A particularly challenging scheme importers use to evade AD/CVD is employing “shell companies,” which are companies with no assets or physical presence in the United States, as a primary means of avoiding payment. In addition, CBP has limited legal recourse in collecting debts from importers located in other countries. When CBP cannot collect from the importer, the amount of the bond is often insufficient to cover the additional duties – which can rise above 400 percent of the dutiable value. While the use of bonding as security for the payment of AD/CVD is convenient for the trade, it also presents a set of challenges to the Government, such as legal challenges from sureties whose bonds secure AD/CVD bills. Further, while bonds can provide some assurance to the U.S. Government that duties will be paid, setting bonding levels for AD/CVD imports is a challenge for CBP because the final duty liability and payment risk are unknown at the time of importation of AD/CVD entries. Moreover, bonding alone simply cannot mitigate all of the serious collections issues posed by the current retrospective AD/CVD system.
Internally, the current automated import system used by CBP, the Automated Commercial System (ACS) also provides AD/CVD enforcement challenges. ACS is not designed to track and record AD/CVD liquidations that occur by operation of law, nor does it afford CBP the ability to determine with absolute certainty the amount or existence of single transaction bonds (STBs). However, the continued deployment of CBP’s Automated Commercial Environment (ACE) will address these challenges.
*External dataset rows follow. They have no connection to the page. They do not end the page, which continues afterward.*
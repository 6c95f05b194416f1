//! Carts and cart items.

use rust_decimal::Decimal;

use emporium_core::{CartId, CartItemId, ProductId, UserId};

use super::{PgExecutor, RepositoryError};
use crate::models::{Cart, CartLine};

const CART_COLUMNS: &str = "id, user_id, coupon_code, created_at, updated_at";

const LINE_SELECT: &str = "SELECT ci.id AS item_id, ci.product_id, p.category_id, \
        p.name AS product_name, p.slug AS product_slug, p.sku, p.image_url, \
        ci.unit_price AS added_price, p.price AS unit_price, ci.quantity, \
        p.stock_quantity, (p.is_active AND NOT p.is_deleted) AS is_active \
     FROM cart_items ci JOIN products p ON p.id = ci.product_id";

/// The user's cart, created on first access.
///
/// # Errors
///
/// Returns `RepositoryError::Database` if the query fails.
pub async fn get_or_create(db: impl PgExecutor<'_>, user_id: UserId) -> Result<Cart, RepositoryError> {
    // The no-op update makes RETURNING yield the existing row on conflict.
    let cart = sqlx::query_as::<_, Cart>(&format!(
        "INSERT INTO carts (id, user_id) VALUES ($1, $2) \
         ON CONFLICT (user_id) DO UPDATE SET user_id = EXCLUDED.user_id \
         RETURNING {CART_COLUMNS}"
    ))
    .bind(CartId::generate())
    .bind(user_id)
    .fetch_one(db)
    .await?;
    Ok(cart)
}

/// Lines of a cart joined with live product data, oldest first.
///
/// # Errors
///
/// Returns `RepositoryError::Database` if the query fails.
pub async fn lines(db: impl PgExecutor<'_>, cart_id: CartId) -> Result<Vec<CartLine>, RepositoryError> {
    let rows = sqlx::query_as::<_, CartLine>(&format!(
        "{LINE_SELECT} WHERE ci.cart_id = $1 ORDER BY ci.created_at, ci.id"
    ))
    .bind(cart_id)
    .fetch_all(db)
    .await?;
    Ok(rows)
}

/// # Errors
///
/// Returns `RepositoryError::Database` if the query fails.
pub async fn line(
    db: impl PgExecutor<'_>,
    cart_id: CartId,
    item_id: CartItemId,
) -> Result<Option<CartLine>, RepositoryError> {
    let row = sqlx::query_as::<_, CartLine>(&format!(
        "{LINE_SELECT} WHERE ci.cart_id = $1 AND ci.id = $2"
    ))
    .bind(cart_id)
    .bind(item_id)
    .fetch_optional(db)
    .await?;
    Ok(row)
}

/// Current quantity of a product in the cart, if present.
///
/// # Errors
///
/// Returns `RepositoryError::Database` if the query fails.
pub async fn quantity_of(
    db: impl PgExecutor<'_>,
    cart_id: CartId,
    product_id: ProductId,
) -> Result<Option<i32>, RepositoryError> {
    let quantity = sqlx::query_scalar::<_, i32>(
        "SELECT quantity FROM cart_items WHERE cart_id = $1 AND product_id = $2",
    )
    .bind(cart_id)
    .bind(product_id)
    .fetch_optional(db)
    .await?;
    Ok(quantity)
}

/// Insert a line, or set the quantity of the existing line for the product.
///
/// # Errors
///
/// Returns `RepositoryError::Database` if the query fails.
pub async fn upsert_item(
    db: impl PgExecutor<'_>,
    cart_id: CartId,
    product_id: ProductId,
    quantity: i32,
    unit_price: Decimal,
) -> Result<CartItemId, RepositoryError> {
    let id = sqlx::query_scalar::<_, CartItemId>(
        "INSERT INTO cart_items (id, cart_id, product_id, quantity, unit_price) \
         VALUES ($1, $2, $3, $4, $5) \
         ON CONFLICT (cart_id, product_id) \
         DO UPDATE SET quantity = EXCLUDED.quantity, updated_at = NOW() \
         RETURNING id",
    )
    .bind(CartItemId::generate())
    .bind(cart_id)
    .bind(product_id)
    .bind(quantity)
    .bind(unit_price)
    .fetch_one(db)
    .await?;
    Ok(id)
}

/// # Errors
///
/// Returns `RepositoryError::NotFound` if the item is not in the cart.
pub async fn set_quantity(
    db: impl PgExecutor<'_>,
    cart_id: CartId,
    item_id: CartItemId,
    quantity: i32,
) -> Result<(), RepositoryError> {
    let result = sqlx::query(
        "UPDATE cart_items SET quantity = $3, updated_at = NOW() WHERE cart_id = $1 AND id = $2",
    )
    .bind(cart_id)
    .bind(item_id)
    .bind(quantity)
    .execute(db)
    .await?;
    if result.rows_affected() == 0 {
        return Err(RepositoryError::NotFound);
    }
    Ok(())
}

/// # Errors
///
/// Returns `RepositoryError::NotFound` if the item is not in the cart.
pub async fn remove_item(
    db: impl PgExecutor<'_>,
    cart_id: CartId,
    item_id: CartItemId,
) -> Result<(), RepositoryError> {
    let result = sqlx::query("DELETE FROM cart_items WHERE cart_id = $1 AND id = $2")
        .bind(cart_id)
        .bind(item_id)
        .execute(db)
        .await?;
    if result.rows_affected() == 0 {
        return Err(RepositoryError::NotFound);
    }
    Ok(())
}

/// Remove every line and the coupon.
///
/// # Errors
///
/// Returns `RepositoryError::Database` if the query fails.
pub async fn clear(db: impl PgExecutor<'_>, cart_id: CartId) -> Result<(), RepositoryError> {
    sqlx::query(
        "WITH removed AS (DELETE FROM cart_items WHERE cart_id = $1) \
         UPDATE carts SET coupon_code = NULL, updated_at = NOW() WHERE id = $1",
    )
    .bind(cart_id)
    .execute(db)
    .await?;
    Ok(())
}

/// # Errors
///
/// Returns `RepositoryError::Database` if the query fails.
pub async fn set_coupon(
    db: impl PgExecutor<'_>,
    cart_id: CartId,
    coupon_code: Option<&str>,
) -> Result<(), RepositoryError> {
    sqlx::query("UPDATE carts SET coupon_code = $2, updated_at = NOW() WHERE id = $1")
        .bind(cart_id)
        .bind(coupon_code)
        .execute(db)
        .await?;
    Ok(())
}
All of these challenges affect CBP’s ability to collect owed duties. Despite these challenges, CBP actively pursues collection of all unpaid AD/CVD claims against delinquent importers and sureties.
AD/CVD Enforcement
CBP is constantly developing new AD/CVD enforcement protocols to meet the challenges posed by the increasing complexity of AD/CVD evasion schemes. As with other trade areas, quality intelligence and advanced targeting is key to effective enforcement. CBP identifies potential evasion by working with U.S. industry, ICE/HSI, other U.S. government agencies, and our international partners to develop new sources of information to identify AD/CVD circumvention.
To detect AD/CVD evasion, CBP employs significant assets from across the Agency and uses many tools, including import trade trend and valuation analysis, the use of targeted reviews and audits, lab testing, and special operations. In FY 2013, CBP completed 88 AD/CVD audits covering multiple importers of AD/CVD commodities. Through these audits, CBP identified AD/CVD discrepancies with a value of approximately $71 million, and has collected over $46 million. CBP is continuing to pursue collections on all money owed to the U.S. Government.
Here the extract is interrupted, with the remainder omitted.